The tiny frog frantically swam around in the turquoise colored water. Confused and out of its element, it didn’t know where it was. Somehow it had strayed from the familiar, murky waters of the nearby lagoon and ended up in the swimming pool of the community where we were vacationing.
Like a dark green dot in a sea of aqua, it was evident this frog definitely wanted to go back home!
Three young girls about 4 to 8 years old came upon the befuddled frog in the pool. The older of the girls quickly took matters into her own hands and scooped up the small frog. A flutter of activity ensued on that side of the pool.
The slippery, scared-out-of-its-mind frog had never seen the likes of these girls. It desperately wiggled to freedom on more than one occasion. Try as it might, the frog’s strength paled in comparison with the girls’ power. From one hand to another, they all tried to capture it for several minutes.
Sign Up and Save
Get six months of free digital access to The Telegraph
Debra, who was walking around in the shallow end of the pool, watched this splashing and spirited commotion. She headed toward the girls to offer help for the frog.

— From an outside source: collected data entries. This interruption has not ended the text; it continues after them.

//! Auto Deny Rules Agent
//!
//! Verifies which (environment, application, risky-service) combinations
//! show zero traffic over both a 24-hour and an 89-day window, then creates
//! deny rules for them in a freshly created rule set.
//!
//! # Usage
//! ```bash
//! auto-deny-rules --fqdn pce.example.com --org 123 \
//!     --api-user api_123 --api-secret 123456abcdef \
//!     --concurrency 2 --exclude-broadcast --exclude-multicast
//! ```

use std::sync::Arc;

use anyhow::{Context, Result};
use chrono::Local;
use clap::Parser;
use tracing::{debug, error, info, warn, Level};
use tracing_subscriber::FmtSubscriber;

use auto_deny_rules::catalog::CatalogLoader;
use auto_deny_rules::orchestrator::{Orchestrator, DEFAULT_CONCURRENCY};
use auto_deny_rules::rules::RuleSynthesizer;
use auto_deny_rules::transport::{HttpTransport, Transport};
use auto_deny_rules::types::EnvApps;
use auto_deny_rules::verifier::{Exclusions, TrafficVerifier};

// ============================================================
// CLI Definition
// ============================================================

#[derive(Parser)]
#[command(name = "auto-deny-rules")]
#[command(about = "Create deny rules for app/service pairs with no observed traffic", long_about = None)]
#[command(version)]
struct Cli {
    /// PCE hostname
    #[arg(long, env = "PCE_FQDN")]
    fqdn: String,

    /// PCE port
    #[arg(long, env = "PCE_PORT", default_value_t = 443)]
    port: u16,

    /// Organization identifier
    #[arg(long, env = "PCE_ORG")]
    org: String,

    /// API username
    #[arg(long, env = "PCE_API_USER")]
    api_user: String,

    /// API secret
    #[arg(long, env = "PCE_API_SECRET")]
    api_secret: String,

    /// Max traffic queries in flight at once
    #[arg(long, default_value_t = DEFAULT_CONCURRENCY)]
    concurrency: usize,

    /// Add broadcast transmission to destinations.exclude
    #[arg(long)]
    exclude_broadcast: bool,

    /// Add multicast transmission to destinations.exclude
    #[arg(long)]
    exclude_multicast: bool,

    /// Name of the ip-list used as the deny-rule consumer
    #[arg(long, default_value = "Any (0.0.0.0/0 and ::/0)")]
    target_ip_list: String,

    /// Show detailed logs (payloads, raw responses, etc.)
    #[arg(short, long)]
    verbose: bool,
}

// ============================================================
// Main Entry Point
// ============================================================

#[tokio::main]
async fn main() -> Result<()> {
    let cli = Cli::parse();

    let level = if cli.verbose { Level::DEBUG } else { Level::INFO };
    let subscriber = FmtSubscriber::builder()
        .with_max_level(level)
        .with_target(false)
        .finish();
    tracing::subscriber::set_global_default(subscriber)?;

    info!("🚀 Auto deny rules agent starting...");

    let transport: Arc<dyn Transport> = Arc::new(
        HttpTransport::new(&cli.fqdn, cli.port, &cli.api_user, &cli.api_secret)
            .context("Failed to create HTTP transport")?,
    );
    let catalog = CatalogLoader::new(Arc::clone(&transport), &cli.org);

    // catalog phase: any failure here is fatal, there is nothing to verify
    let envs = catalog
        .load_environments()
        .await
        .context("Failed to load environment labels")?;
    let services = catalog
        .load_risky_services()
        .await
        .context("Failed to load risky services")?;
    info!(
        "loaded {} environments and {} risky services",
        envs.len(),
        services.len()
    );

    let target = catalog
        .resolve_any_address_target(&cli.target_ip_list)
        .await
        .with_context(|| format!("Failed to locate ip-list {:?}", cli.target_ip_list))?;
    info!("using consumer ip-list {}", target.href);

    let synthesizer = RuleSynthesizer::new(Arc::clone(&transport), &cli.org);
    let rule_set_name = format!("Auto Deny Rules - {}", Local::now().format("%b %d, %Y %H:%M:%S"));
    let rule_set = synthesizer
        .create_rule_set(&rule_set_name)
        .await
        .context("Failed to create rule set")?;

    let mut env_apps = Vec::new();
    for env in envs {
        match catalog.load_app_set(&env).await {
            Ok(apps) if apps.is_empty() => {
                debug!("env {} has no eligible workloads, skipping", env.value);
            }
            Ok(apps) => env_apps.push(EnvApps { env, apps }),
            Err(e) => warn!("skipping env {}: {e}", env.value),
        }
    }

    let total = Orchestrator::total_queries(&env_apps, &services);
    if total == 0 {
        info!(
            "no traffic queries to run; rule set {} was left empty and may be deleted",
            rule_set.href
        );
        return Ok(());
    }
    info!(
        "running {total} traffic queries (concurrency {})",
        cli.concurrency
    );

    let exclusions = Exclusions {
        broadcast: cli.exclude_broadcast,
        multicast: cli.exclude_multicast,
    };
    let verifier = TrafficVerifier::new(Arc::clone(&transport), &cli.org, exclusions);
    let orchestrator = Orchestrator::new(verifier, cli.concurrency);
    let outcome = orchestrator.verify_all(&env_apps, &services).await;

    let total_findings = outcome.findings.len();
    let mut rules_created = 0usize;
    let mut rule_failures = 0usize;
    if total_findings > 0 {
        info!("creating {total_findings} deny rule(s)...");
    }
    for finding in &outcome.findings {
        match synthesizer.create_deny_rule(&rule_set, finding, &target).await {
            Ok(()) => {
                rules_created += 1;
                let percent = rules_created as f64 / total_findings as f64 * 100.0;
                info!(
                    "created deny rule for env {} service {} ({} apps) - {percent:.1}% ({rules_created}/{total_findings})",
                    finding.env.value,
                    finding.service.name,
                    finding.apps.len()
                );
            }
            Err(e) => {
                rule_failures += 1;
                error!("{e}");
            }
        }
    }

    info!(
        "✅ done: {} queries run, {} findings, {} deny rules created, {} query failures, {} rule failures",
        outcome.queries_run, total_findings, rules_created, outcome.failures, rule_failures
    );
    if total_findings == 0 {
        info!(
            "no deny rules needed; empty rule set {} may be deleted",
            rule_set.href
        );
    }

    Ok(())
}
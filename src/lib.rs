//! Auto Deny Rules Agent
//!
//! Scans a segmented workload estate for (environment, application, service)
//! combinations with zero observed traffic over two lookback windows and
//! creates deny rules for them in a freshly created rule set.
//!
//! The pipeline is strictly downward: the catalog loader fetches labels,
//! risky services and per-environment app sets; the orchestrator fans out
//! traffic verifications with a global concurrency cap; the rule synthesizer
//! turns each aggregated no-traffic finding into one deny rule.

pub mod catalog;
pub mod error;
pub mod orchestrator;
pub mod rules;
pub mod transport;
pub mod types;
pub mod verifier;

pub use error::{Error, Result};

In her sweetest mother’s voice she said, “Girls, the little frog is terribly frightened and you are about to squeeze it to death. Frogs don’t like pool water and the chemicals can be harmful to them. Let’s be kind and set him free.” The smaller of the girls let go of the frog.
The frog mustered up every last bit of strength it had, took a huge leap, cleared the girls and landed near the edge of the pool. The frog then jumped to an area where it assumed it would be safe from these bikini clad bandits, but those girls were out of the pool before the frog could even croak.

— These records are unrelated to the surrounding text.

//! Catalog loader
//!
//! Read-only lookups against the policy catalog: environment labels, risky
//! service definitions, per-environment application sets, and the shared
//! "any address" ip-list used as the deny-rule consumer.

use std::collections::BTreeMap;
use std::sync::Arc;

use reqwest::Method;
use serde::de::DeserializeOwned;
use serde::Deserialize;
use tracing::debug;

use crate::error::{Error, Result};
use crate::transport::Transport;
use crate::types::{Href, Label, Service};

/// Enforcement modes whose workloads are eligible for deny-rule scoping.
const ELIGIBLE_ENFORCEMENT_MODES: &str = r#"["idle","selective","visibility_only"]"#;

#[derive(Debug, Deserialize)]
struct Workload {
    #[serde(default)]
    labels: Vec<Label>,
}

#[derive(Debug, Deserialize)]
struct IpList {
    href: String,
    name: String,
}

pub struct CatalogLoader {
    transport: Arc<dyn Transport>,
    org: String,
}

impl CatalogLoader {
    pub fn new(transport: Arc<dyn Transport>, org: impl Into<String>) -> Self {
        Self {
            transport,
            org: org.into(),
        }
    }

    async fn get_catalog<T: DeserializeOwned>(&self, path: &str, what: &str) -> Result<T> {
        let bytes = self
            .transport
            .request(Method::GET, path, None)
            .await
            .map_err(|e| Error::Catalog(format!("listing {what}: {e}")))?;
        serde_json::from_slice(&bytes).map_err(|e| Error::Catalog(format!("decoding {what}: {e}")))
    }

    /// All environment labels of the org.
    pub async fn load_environments(&self) -> Result<Vec<Label>> {
        let path = format!("/orgs/{}/labels?key=env", self.org);
        self.get_catalog(&path, "environment labels").await
    }

    /// All service definitions flagged as ransomware-risky.
    pub async fn load_risky_services(&self) -> Result<Vec<Service>> {
        let path = format!(
            "/orgs/{}/sec_policy/draft/services?is_ransomware=true",
            self.org
        );
        self.get_catalog(&path, "risky services").await
    }

    /// The deduplicated `app` labels among the environment's online, managed,
    /// enforcement-eligible workloads. Empty when no eligible workloads exist;
    /// callers skip such environments.
    pub async fn load_app_set(&self, env: &Label) -> Result<Vec<Label>> {
        let label_scope = format!("[[\"{}\"]]", env.href);
        let path = format!(
            "/orgs/{}/workloads?managed=true&online=true&labels={}&enforcement_modes={}",
            self.org,
            urlencoding::encode(&label_scope),
            urlencoding::encode(ELIGIBLE_ENFORCEMENT_MODES),
        );
        debug!("fetching workloads for env {}", env.value);

        let workloads: Vec<Workload> = self
            .get_catalog(&path, &format!("workloads for env {}", env.value))
            .await?;
        Ok(dedup_app_labels(workloads))
    }

    /// Resolve the shared "any address" ip-list by name.
    ///
    /// The name lookup is a substring match on the API side, so the result is
    /// filtered to exact matches and must be unambiguous: anything other than
    /// exactly one match is an error, since every deny rule references this
    /// single consumer.
    pub async fn resolve_any_address_target(&self, name: &str) -> Result<Href> {
        let path = format!(
            "/orgs/{}/sec_policy/draft/ip_lists?max_results=500&name={}",
            self.org,
            urlencoding::encode(name),
        );
        let lists: Vec<IpList> = self.get_catalog(&path, "ip lists").await?;

        let mut matches: Vec<IpList> = lists.into_iter().filter(|l| l.name == name).collect();
        if matches.len() == 1 {
            Ok(Href::new(matches.remove(0).href))
        } else {
            Err(Error::NotFound {
                kind: "ip list",
                name: name.to_string(),
                matches: matches.len(),
            })
        }
    }
}

/// Extract `app` labels and deduplicate by href (not by name), with
/// deterministic ordering.
fn dedup_app_labels(workloads: Vec<Workload>) -> Vec<Label> {
    let mut unique = BTreeMap::new();
    for workload in workloads {
        for label in workload.labels {
            if label.key == "app" {
                unique.entry(label.href.clone()).or_insert(label);
            }
        }
    }
    unique.into_values().collect()
}
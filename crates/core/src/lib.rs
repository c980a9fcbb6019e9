//! Domain model, persisted settings, and retry policy for Carefind.
//!
//! This crate holds the types shared across the workspace:
//! - The facility/estimate/ranking model
//! - The persisted user settings (search radius and location preference)
//! - Retry configuration used by the HTTP providers

pub mod config;
pub mod error;
pub mod model;
pub mod retry;

pub use config::{SavedSettings, SettingsStore, DEFAULT_RADIUS_KM};
pub use error::{ConfigError, Result};
pub use model::{
    Facility, LocationSource, ProximityEstimate, RadiusConfig, RankedResult, UserLocation,
};
//! Coordinate types and great-circle distance math for Carefind.
//!
//! This crate provides:
//! - The `Coordinate` value type with range validation
//! - Haversine great-circle distance calculations
//!
//! # Example
//!
//! ```
//! use carefind_geo::{haversine_distance, Coordinate};
//!
//! let berlin = Coordinate::new(52.5200, 13.4050);
//! let paris = Coordinate::new(48.8566, 2.3522);
//!
//! let distance_km = haversine_distance(&berlin, &paris);
//! assert!((distance_km - 878.0).abs() < 10.0); // ~878 km
//! ```

mod error;
mod haversine;

pub use error::{GeoError, Result};
pub use haversine::{haversine_distance, haversine_distance_meters, EARTH_RADIUS_KM};

/// A geographic coordinate with latitude and longitude.
///
/// Immutable value type; construction does not validate ranges, use
/// [`Coordinate::try_new`] when the values come from an external source.
#[derive(Debug, Clone, Copy, PartialEq, serde::Serialize, serde::Deserialize)]
pub struct Coordinate {
    /// Latitude in degrees (-90 to 90)
    pub latitude: f64,
    /// Longitude in degrees (-180 to 180)
    pub longitude: f64,
}

impl Coordinate {
    /// Creates a new coordinate.
    #[inline]
    pub fn new(latitude: f64, longitude: f64) -> Self {
        Self {
            latitude,
            longitude,
        }
    }

    /// Creates a coordinate, rejecting out-of-range values.
    pub fn try_new(latitude: f64, longitude: f64) -> Result<Self> {
        let coord = Self::new(latitude, longitude);
        if coord.is_valid() {
            Ok(coord)
        } else {
            Err(GeoError::InvalidCoordinate(format!(
                "({latitude}, {longitude}) is outside valid ranges"
            )))
        }
    }

    /// Returns true if the coordinate has valid values.
    #[inline]
    pub fn is_valid(&self) -> bool {
        self.latitude >= -90.0
            && self.latitude <= 90.0
            && self.longitude >= -180.0
            && self.longitude <= 180.0
    }

    /// Converts degrees to radians for internal calculations.
    #[inline]
    pub(crate) fn to_radians(&self) -> (f64, f64) {
        (self.latitude.to_radians(), self.longitude.to_radians())
    }
}

impl From<(f64, f64)> for Coordinate {
    fn from((lat, lng): (f64, f64)) -> Self {
        Self::new(lat, lng)
    }
}

impl std::fmt::Display for Coordinate {
    fn fmt(&self, f: &mut std::fmt::Formatter<'_>) -> std::fmt::Result {
        write!(f, "{},{}", self.latitude, self.longitude)
    }
}

#[cfg(test)]
mod tests {
    use super::*;

    #[test]
    fn test_coordinate_creation() {
        let coord = Coordinate::new(-23.5505, -46.6333);
        assert_eq!(coord.latitude, -23.5505);
        assert_eq!(coord.longitude, -46.6333);
    }

    #[test]
    fn test_coordinate_validation() {
        assert!(Coordinate::new(0.0, 0.0).is_valid());
        assert!(Coordinate::new(90.0, 180.0).is_valid());
        assert!(Coordinate::new(-90.0, -180.0).is_valid());
        assert!(!Coordinate::new(91.0, 0.0).is_valid());
        assert!(!Coordinate::new(0.0, 181.0).is_valid());
    }

    #[test]
    fn test_try_new_rejects_out_of_range() {
        assert!(Coordinate::try_new(-23.5505, -46.6333).is_ok());
        assert!(Coordinate::try_new(120.0, 0.0).is_err());
    }

    #[test]
    fn test_coordinate_from_tuple() {
        let coord: Coordinate = (-23.5505, -46.6333).into();
        assert_eq!(coord.latitude, -23.5505);
    }

    #[test]
    fn test_display_is_lat_comma_lng() {
        let coord = Coordinate::new(-23.5, -46.6);
        assert_eq!(coord.to_string(), "-23.5,-46.6");
    }
}
//! Retry policy for the HTTP providers.
//!
//! Only the idempotent directory fetch is retried; routing and geocoding
//! calls run through the no-retry policy so a failed call degrades or
//! surfaces immediately instead of multiplying provider load.

use serde::{Deserialize, Serialize};
use std::time::Duration;

/// Retry configuration.
#[derive(Debug, Clone, Serialize, Deserialize)]
pub struct RetryConfig {
    /// Maximum number of attempts (1 = no retry)
    pub max_attempts: u32,
    /// Initial delay between retries
    pub initial_delay: Duration,
    /// Maximum delay between retries
    pub max_delay: Duration,
    /// Multiplier for exponential backoff
    pub backoff_multiplier: f64,
    /// Add random jitter to delays
    pub jitter: bool,
}

impl Default for RetryConfig {
    fn default() -> Self {
        Self {
            max_attempts: 3,
            initial_delay: Duration::from_millis(100),
            max_delay: Duration::from_secs(10),
            backoff_multiplier: 2.0,
            jitter: true,
        }
    }
}

impl RetryConfig {
    /// Quick retries for local development.
    pub fn quick() -> Self {
        Self {
            max_attempts: 3,
            initial_delay: Duration::from_millis(50),
            max_delay: Duration::from_millis(500),
            backoff_multiplier: 2.0,
            jitter: true,
        }
    }

    /// Patient retries for production traffic.
    pub fn patient() -> Self {
        Self {
            max_attempts: 5,
            initial_delay: Duration::from_millis(500),
            max_delay: Duration::from_secs(30),
            backoff_multiplier: 2.0,
            jitter: true,
        }
    }

    /// A single attempt, no retry.
    pub fn no_retry() -> Self {
        Self {
            max_attempts: 1,
            initial_delay: Duration::ZERO,
            max_delay: Duration::ZERO,
            backoff_multiplier: 1.0,
            jitter: false,
        }
    }

    /// Delay to apply before the given attempt (attempt 0 starts immediately).
    pub fn delay_for_attempt(&self, attempt: u32) -> Duration {
        if attempt == 0 {
            return Duration::ZERO;
        }

        let base_delay =
            self.initial_delay.as_secs_f64() * self.backoff_multiplier.powi(attempt as i32 - 1);

        let delay_secs = base_delay.min(self.max_delay.as_secs_f64());

        let final_delay = if self.jitter {
            // Up to 25% jitter
            delay_secs * (1.0 + rand_simple() * 0.25)
        } else {
            delay_secs
        };

        Duration::from_secs_f64(final_delay)
    }
}

/// Simple pseudo-random number generator (0.0 to 1.0).
fn rand_simple() -> f64 {
    use std::collections::hash_map::RandomState;
    use std::hash::{BuildHasher, Hasher};

    let state = RandomState::new();
    let mut hasher = state.build_hasher();
    hasher.write_u64(
        std::time::SystemTime::now()
            .duration_since(std::time::UNIX_EPOCH)
            .unwrap_or_default()
            .as_nanos() as u64,
    );
    (hasher.finish() % 1000) as f64 / 1000.0
}

#[cfg(test)]
mod tests {
    use super::*;

    #[test]
    fn test_delay_calculation() {
        let config = RetryConfig {
            initial_delay: Duration::from_millis(100),
            max_delay: Duration::from_secs(10),
            backoff_multiplier: 2.0,
            jitter: false,
            ..Default::default()
        };

        assert_eq!(config.delay_for_attempt(0), Duration::ZERO);
        assert_eq!(config.delay_for_attempt(1), Duration::from_millis(100));
        assert_eq!(config.delay_for_attempt(2), Duration::from_millis(200));
        assert_eq!(config.delay_for_attempt(3), Duration::from_millis(400));
    }

    #[test]
    fn test_delay_is_capped() {
        let config = RetryConfig {
            initial_delay: Duration::from_secs(1),
            max_delay: Duration::from_secs(2),
            backoff_multiplier: 10.0,
            jitter: false,
            ..Default::default()
        };
        assert_eq!(config.delay_for_attempt(5), Duration::from_secs(2));
    }

    #[test]
    fn test_no_retry_is_single_attempt() {
        let config = RetryConfig::no_retry();
        assert_eq!(config.max_attempts, 1);
        assert_eq!(config.delay_for_attempt(1), Duration::ZERO);
    }

    #[test]
    fn test_jitter_stays_within_bounds() {
        let config = RetryConfig {
            initial_delay: Duration::from_millis(100),
            jitter: true,
            ..Default::default()
        };
        for _ in 0..10 {
            let delay = config.delay_for_attempt(1);
            assert!(delay >= Duration::from_millis(100));
            assert!(delay <= Duration::from_millis(125));
        }
    }
}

The older of the girls set a very bad example and said, “We don’t have to mind that lady! Go get the frog!”
They quickly split up into a seek-and-find mission and it wasn’t long before the tiny frog was again captured. Debra was at her limit about this unfair fight. She approached them once again. They looked at Debra as if she was from outer space.
Debra carefully picked up the frog and set it on its course to safety. She headed back over to me and we assumed the war with the frog was over. Within seconds, the girls jumped back out of the pool to pursue the worn out frog again.
Debra yelled (more sternly this time) from across the pool, “Leave the frog alone!” The girls reluctantly did.
Where were the adults who were supposed to be supervising this trio of girls? It became clear when the mother peered over the pool fence and asked the girls where their daddy was. There he sat, at the other end of the pool, in a deep conversation with another man. The girls could have drowned and he wouldn’t have known it.
As the sun began to hide behind a large group of trees, Debra and I headed back to the house we were renting. On the way back, I asked, “When did small children stop respecting adults?”
Although somewhat rhetorical, later that evening I thought more about it.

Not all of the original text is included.